Records for this exercise »
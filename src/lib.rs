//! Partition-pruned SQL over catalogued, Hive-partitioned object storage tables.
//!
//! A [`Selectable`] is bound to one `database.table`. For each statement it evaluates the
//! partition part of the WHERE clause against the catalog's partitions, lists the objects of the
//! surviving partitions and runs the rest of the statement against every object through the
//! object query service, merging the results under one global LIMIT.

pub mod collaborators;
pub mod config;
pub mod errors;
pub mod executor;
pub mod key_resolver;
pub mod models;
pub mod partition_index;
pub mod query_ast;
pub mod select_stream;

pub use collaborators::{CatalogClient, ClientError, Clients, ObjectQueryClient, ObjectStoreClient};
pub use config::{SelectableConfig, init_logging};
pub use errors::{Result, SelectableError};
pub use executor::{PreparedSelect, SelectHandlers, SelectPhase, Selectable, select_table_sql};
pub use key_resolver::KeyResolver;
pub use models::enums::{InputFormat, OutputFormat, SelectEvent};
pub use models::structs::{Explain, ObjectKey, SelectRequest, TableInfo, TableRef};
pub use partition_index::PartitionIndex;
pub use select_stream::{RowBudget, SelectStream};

What the task asks » Return exactly the run of lines that opens with the one containing "pub mod key_resolver;" and closes with the last line of the records above.

Response for this exercise »
pub mod key_resolver;
pub mod models;
pub mod partition_index;
pub mod query_ast;
pub mod select_stream;

pub use collaborators::{CatalogClient, ClientError, Clients, ObjectQueryClient, ObjectStoreClient};
pub use config::{SelectableConfig, init_logging};
pub use errors::{Result, SelectableError};
pub use executor::{PreparedSelect, SelectHandlers, SelectPhase, Selectable, select_table_sql};
pub use key_resolver::KeyResolver;
pub use models::enums::{InputFormat, OutputFormat, SelectEvent};
pub use models::structs::{Explain, ObjectKey, SelectRequest, TableInfo, TableRef};
pub use partition_index::PartitionIndex;
pub use select_stream::{RowBudget, SelectStream};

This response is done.